The Frankfurter Allgemeine Zeitung, while bemoaning the manner in which the Greek government of Alexis Tsipras has approached the negotiations, argued that democracy in the whole of Europe was at stake over the crisis.

“Although their readiness to adhere to a reform plan is extremely low and although their cold grinning self-righteousness is unbearable, there’s no way this can continue. This is not about humiliating a people and its government. It’s far more to do with their ideologically motivated denial of reality,” said the conservative daily.

While some economists are convinced that, as in past crises, a last-minute deal will be found to avoid insolvency, increasing numbers of politicians in Merkel’s own ranks are more determined than ever before to make Greece stick to the creditors’ demands.

“It won’t work that Greece sets the terms and says ‘everyone has to dance to our tune’. Greece needs to get back to reality,” Volker Kauder, the parliamentary floor leader of Merkel’s CDU told German television.

But Claudia Roth, vice-president of the Bundestag, and a leading member of the Greens, said while she was exasperated by the failure of negotiations so far, it was the fate of the people of Greece and the future of Europe that were most at stake if Greece were allowed to default.

“Of course one has the feeling that the Greek government is playing about, but this is about the people of Greece. It’s about the further impoverishment of Greece, and about Project Europe, and this the negotiating sides need to have in their sights,” she told German radio.

Roth added that a Grexit would have incalculable consequences for other strained economies. “For Italy and Spain it would prompt a downward spiral, it would unleash speculations about the euro, it would have unclear consequences for the global financial system, an incalculable risk for the world economy and as well as that, a Grexit would be far more expensive for Germany at the end than rescuing Greece now,” she said.

At the same time others, have accused Tsipras of causing huge tensions in Europe by failing to see that Greece’s main critics are beyond Germany. “His mistake is to have declared Germany to be his main opponent, even though the biggest critics are elsewhere,” wrote Michael Sauga in Der Spiegel, “such as Portugal, which dealt with similarly serious reforms without huge protest. Or in Slovakia, a country in which the average income is lower than that of Greece.”

Merkel has never yet been pinned down on what she eventually wants the legacy of her chancellorship to be. But the woman who back in 2010 first used the phrase “if the euro fails, Europe fails” knows that a Grexit under her watch would form more than just a footnote in any summary of her leadership. That is likely something she would wish to avoid.

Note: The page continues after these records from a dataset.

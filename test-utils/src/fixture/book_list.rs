//! Book list entry fixtures.

use entity::book_list;

/// Creates an entry entity model for the `(list_id, book_id)` pair.
pub fn entity(list_id: i32, book_id: i32, progress: i32) -> book_list::Model {
    book_list::Model {
        list_id,
        book_id,
        progress,
    }
}
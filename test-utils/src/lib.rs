//! Lectio Test Utils
//!
//! Provides shared testing utilities for building integration and unit tests for the reading
//! tracker. This crate offers a builder pattern for creating test contexts with in-memory
//! SQLite databases and customizable table schemas.
//!
//! # Overview
//!
//! The test utilities consist of four main components:
//! - **TestBuilder**: Fluent builder for configuring test environments
//! - **TestContext**: Test environment containing the database connection
//! - **factory**: Inserts entities with sensible defaults
//! - **fixture**: In-memory entity models that never touch the database
//!
//! # Usage
//!
//! ```rust,ignore
//! use test_utils::{builder::TestBuilder, factory};
//!
//! #[tokio::test]
//! async fn adds_book() -> Result<(), sea_orm::DbErr> {
//!     let test = TestBuilder::new().with_list_tables().build().await.unwrap();
//!     let db = test.db.as_ref().unwrap();
//!
//!     let book = factory::create_book(db).await?;
//!     // Perform database operations...
//!
//!     Ok(())
//! }
//! ```

pub mod builder;
pub mod context;
pub mod error;
pub mod factory;
pub mod fixture;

“The Greek prime minister is certainly playing with fire,” said Thorsten Müller , a political studies student selling tickets for entry to a park in Potsdam, a city 22 miles to the south-west of Berlin. “In the end it will be the Greek government and a bunch of bankers who decides how this ends, depending on how they behave. Does that scare me? Yes, it does. I’d like to see a bit more political leadership, rather than have the feeling that the future of Europe is in the hands of a bunch of creditors, bankers and leftwing chancers.”